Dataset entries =

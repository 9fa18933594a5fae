use std::sync::Arc;

use axum::{
    Json, Router,
    extract::{Extension, Path, rejection::JsonRejection},
    http::{StatusCode, header},
    response::IntoResponse,
    routing::get,
};

use catalog_items::ItemInput;

use crate::app::dto::{CreateItemRequest, ItemDto, UpdateItemRequest};
use crate::app::errors;
use crate::app::services::AppServices;
use crate::context::CallerContext;

pub fn router() -> Router {
    Router::new()
        .route("/", get(list_items).post(create_item))
        .route("/:id", get(get_item).put(update_item).delete(delete_item))
}

pub async fn list_items(
    Extension(services): Extension<Arc<AppServices>>,
    Extension(caller): Extension<CallerContext>,
) -> axum::response::Response {
    match services.catalog().list_items(caller.principal()).await {
        Ok(items) => Json(items.iter().map(ItemDto::from).collect::<Vec<_>>()).into_response(),
        Err(e) => errors::service_error_to_response(e),
    }
}

pub async fn get_item(
    Extension(services): Extension<Arc<AppServices>>,
    Extension(caller): Extension<CallerContext>,
    Path(id): Path<String>,
) -> axum::response::Response {
    let id = match errors::parse_item_id(&id) {
        Ok(v) => v,
        Err(res) => return res,
    };

    match services.catalog().get_item(caller.principal(), id).await {
        Ok(item) => Json(ItemDto::from(&item)).into_response(),
        Err(e) => errors::service_error_to_response(e),
    }
}

pub async fn create_item(
    Extension(services): Extension<Arc<AppServices>>,
    Extension(caller): Extension<CallerContext>,
    body: Result<Json<CreateItemRequest>, JsonRejection>,
) -> axum::response::Response {
    let Json(body) = match body {
        Ok(b) => b,
        Err(rejection) => return invalid_body(rejection),
    };

    match services
        .catalog()
        .create_item(caller.principal(), ItemInput::from(body))
        .await
    {
        Ok(item) => (
            StatusCode::CREATED,
            [(header::LOCATION, format!("/items/{}", item.id()))],
            Json(ItemDto::from(&item)),
        )
            .into_response(),
        Err(e) => errors::service_error_to_response(e),
    }
}

pub async fn update_item(
    Extension(services): Extension<Arc<AppServices>>,
    Extension(caller): Extension<CallerContext>,
    Path(id): Path<String>,
    body: Result<Json<UpdateItemRequest>, JsonRejection>,
) -> axum::response::Response {
    let id = match errors::parse_item_id(&id) {
        Ok(v) => v,
        Err(res) => return res,
    };
    let Json(body) = match body {
        Ok(b) => b,
        Err(rejection) => return invalid_body(rejection),
    };

    match services
        .catalog()
        .update_item(caller.principal(), id, ItemInput::from(body))
        .await
    {
        Ok(()) => StatusCode::NO_CONTENT.into_response(),
        Err(e) => errors::service_error_to_response(e),
    }
}

pub async fn delete_item(
    Extension(services): Extension<Arc<AppServices>>,
    Extension(caller): Extension<CallerContext>,
    Path(id): Path<String>,
) -> axum::response::Response {
    let id = match errors::parse_item_id(&id) {
        Ok(v) => v,
        Err(res) => return res,
    };

    match services.catalog().delete_item(caller.principal(), id).await {
        Ok(()) => StatusCode::NO_CONTENT.into_response(),
        Err(e) => errors::service_error_to_response(e),
    }
}

fn invalid_body(rejection: JsonRejection) -> axum::response::Response {
    errors::json_error(StatusCode::BAD_REQUEST, "invalid_body", rejection.body_text())
}
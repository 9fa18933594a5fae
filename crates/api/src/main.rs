use anyhow::Context;

use catalog_infra::Settings;
use catalog_observability::LogSettings;

#[tokio::main]
async fn main() -> anyhow::Result<()> {
    catalog_observability::init(&LogSettings::from_env()?);

    let settings = Settings::from_env()?;
    let app = catalog_api::app::build_app(&settings).await?;

    let listener = tokio::net::TcpListener::bind(settings.bind_addr)
        .await
        .with_context(|| format!("failed to bind {}", settings.bind_addr))?;

    tracing::info!(
        service = %settings.service_name,
        addr = %listener.local_addr()?,
        "listening"
    );

    axum::serve(listener, app).await?;
    Ok(())
}
//! Tracing and logging setup shared by catalog binaries.

pub mod tracing;

pub use self::tracing::{LogFormat, LogSettings, UnknownLogFormat, init};
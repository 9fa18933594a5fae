use chrono::{DateTime, Utc};
use serde::{Deserialize, Serialize};

use catalog_core::ItemId;
use catalog_items::{Item, ItemInput};

// -------------------------
// Request DTOs
// -------------------------

#[derive(Debug, Deserialize)]
pub struct CreateItemRequest {
    pub name: String,
    #[serde(default)]
    pub description: String,
    pub price: f64,
}

#[derive(Debug, Deserialize)]
pub struct UpdateItemRequest {
    pub name: String,
    #[serde(default)]
    pub description: String,
    pub price: f64,
}

impl From<CreateItemRequest> for ItemInput {
    fn from(body: CreateItemRequest) -> Self {
        ItemInput::new(body.name, body.description, body.price)
    }
}

impl From<UpdateItemRequest> for ItemInput {
    fn from(body: UpdateItemRequest) -> Self {
        ItemInput::new(body.name, body.description, body.price)
    }
}

// -------------------------
// Response DTOs
// -------------------------

#[derive(Debug, Clone, PartialEq, Serialize)]
#[serde(rename_all = "camelCase")]
pub struct ItemDto {
    pub id: ItemId,
    pub name: String,
    pub description: String,
    pub price: f64,
    pub created_date: DateTime<Utc>,
}

impl From<&Item> for ItemDto {
    fn from(item: &Item) -> Self {
        Self {
            id: item.id(),
            name: item.name().to_string(),
            description: item.description().to_string(),
            price: item.price(),
            created_date: item.created_date(),
        }
    }
}
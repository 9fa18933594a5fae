//! `catalog-auth` — caller identity and policy evaluation.
//!
//! This crate is intentionally decoupled from HTTP and storage: policies are
//! pure functions of the caller's role and scope claims.

pub mod claims;
pub mod jwt;
pub mod policy;
pub mod principal;
pub mod roles;
pub mod scopes;

pub use claims::{JwtClaims, TokenValidationError, validate_claims};
pub use jwt::{Hs256JwtValidator, JwtValidator};
pub use policy::{AuthorizationExplanation, AuthzError, Decision, Policy, PolicyRule, authorize, evaluate, explain};
pub use principal::Principal;
pub use roles::Role;
pub use scopes::Scope;
//! Bearer token verification (HS256).

use chrono::{DateTime, Utc};
use jsonwebtoken::errors::ErrorKind;
use jsonwebtoken::{Algorithm, DecodingKey, Validation, decode};

use crate::claims::{JwtClaims, TokenValidationError, validate_claims};

/// Turns a raw bearer token into validated claims.
pub trait JwtValidator: Send + Sync {
    fn validate(&self, token: &str, now: DateTime<Utc>) -> Result<JwtClaims, TokenValidationError>;
}

/// Shared-secret HS256 validator.
///
/// jsonwebtoken only checks the signature here; the time window is checked by
/// [`validate_claims`] against the caller-supplied `now` so tests stay
/// deterministic.
pub struct Hs256JwtValidator {
    key: DecodingKey,
    validation: Validation,
}

impl Hs256JwtValidator {
    pub fn new(secret: impl AsRef<[u8]>) -> Self {
        let mut validation = Validation::new(Algorithm::HS256);
        validation.validate_exp = false;
        validation.validate_aud = false;
        validation.required_spec_claims.clear();

        Self {
            key: DecodingKey::from_secret(secret.as_ref()),
            validation,
        }
    }
}

impl core::fmt::Debug for Hs256JwtValidator {
    fn fmt(&self, f: &mut core::fmt::Formatter<'_>) -> core::fmt::Result {
        f.debug_struct("Hs256JwtValidator").finish_non_exhaustive()
    }
}

impl JwtValidator for Hs256JwtValidator {
    fn validate(&self, token: &str, now: DateTime<Utc>) -> Result<JwtClaims, TokenValidationError> {
        let data = decode::<JwtClaims>(token, &self.key, &self.validation).map_err(|e| match e.kind() {
            ErrorKind::InvalidSignature => TokenValidationError::InvalidSignature,
            _ => TokenValidationError::Malformed(e.to_string()),
        })?;

        validate_claims(&data.claims, now)?;
        Ok(data.claims)
    }
}
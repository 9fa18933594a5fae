/// A domain event that can travel over the bus.
///
/// Events are:
/// - **immutable** (treat them as facts)
/// - **versioned** (schema evolution)
/// - routed by a stable **event type**, one topic per type
pub trait Event: Clone + core::fmt::Debug + Send + Sync + 'static {
    /// Stable event name/type identifier (e.g. "catalog.item.created").
    fn event_type(&self) -> &'static str;

    /// Schema version for this event type.
    fn version(&self) -> u32;
}
use chrono::{DateTime, Utc};
use serde::{Deserialize, Serialize};

use catalog_core::{DomainError, DomainResult, ItemId};
use catalog_events::{ItemCreated, ItemDeleted, ItemUpdated};

/// Caller-supplied fields for creating or replacing an item.
#[derive(Debug, Clone, PartialEq)]
pub struct ItemInput {
    pub name: String,
    pub description: String,
    pub price: f64,
}

impl ItemInput {
    pub fn new(name: impl Into<String>, description: impl Into<String>, price: f64) -> Self {
        Self {
            name: name.into(),
            description: description.into(),
            price,
        }
    }

    /// Reject inputs no catalog entry should carry.
    ///
    /// - `name` must contain a non-whitespace character
    /// - `price` must be finite and non-negative
    pub fn validate(&self) -> DomainResult<()> {
        if self.name.trim().is_empty() {
            return Err(DomainError::validation("name cannot be empty"));
        }
        if !self.price.is_finite() {
            return Err(DomainError::validation("price must be a finite number"));
        }
        if self.price < 0.0 {
            return Err(DomainError::validation("price cannot be negative"));
        }
        Ok(())
    }
}

/// A sellable catalog item.
///
/// `id` and `created_date` are fixed at creation; only `name`, `description`
/// and `price` change afterwards.
#[derive(Debug, Clone, PartialEq, Serialize, Deserialize)]
pub struct Item {
    id: ItemId,
    name: String,
    description: String,
    price: f64,
    created_date: DateTime<Utc>,
}

impl Item {
    /// Build a brand-new item with a freshly generated id.
    pub fn create(input: ItemInput, now: DateTime<Utc>) -> DomainResult<Self> {
        input.validate()?;
        Ok(Self::with_id(ItemId::new(), input, now))
    }

    /// Rebuild an item from stored fields (no validation).
    pub fn restore(
        id: ItemId,
        name: String,
        description: String,
        price: f64,
        created_date: DateTime<Utc>,
    ) -> Self {
        Self {
            id,
            name,
            description,
            price,
            created_date,
        }
    }

    fn with_id(id: ItemId, input: ItemInput, created_date: DateTime<Utc>) -> Self {
        Self {
            id,
            name: input.name,
            description: input.description,
            price: input.price,
            created_date,
        }
    }

    pub fn id(&self) -> ItemId {
        self.id
    }

    pub fn name(&self) -> &str {
        &self.name
    }

    pub fn description(&self) -> &str {
        &self.description
    }

    pub fn price(&self) -> f64 {
        self.price
    }

    pub fn created_date(&self) -> DateTime<Utc> {
        self.created_date
    }

    /// Overwrite the mutable fields in place.
    pub fn apply_update(&mut self, input: ItemInput) -> DomainResult<()> {
        input.validate()?;
        self.name = input.name;
        self.description = input.description;
        self.price = input.price;
        Ok(())
    }

    pub fn created_event(&self) -> ItemCreated {
        ItemCreated {
            id: self.id,
            name: self.name.clone(),
            description: self.description.clone(),
            price: self.price,
        }
    }

    pub fn updated_event(&self) -> ItemUpdated {
        ItemUpdated {
            id: self.id,
            name: self.name.clone(),
            description: self.description.clone(),
            price: self.price,
        }
    }

    pub fn deleted_event(&self) -> ItemDeleted {
        ItemDeleted { id: self.id }
    }
}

What you have to do = Beginning at the top of the records above, transcribe each line exactly up to and including the line that holds "use crate::app::errors;".

Exercise result =
repository 9fa18933594a5fae
use std::sync::Arc;

use axum::{
    Json, Router,
    extract::{Extension, Path, rejection::JsonRejection},
    http::{StatusCode, header},
    response::IntoResponse,
    routing::get,
};

use catalog_items::ItemInput;

use crate::app::dto::{CreateItemRequest, ItemDto, UpdateItemRequest};
use crate::app::errors;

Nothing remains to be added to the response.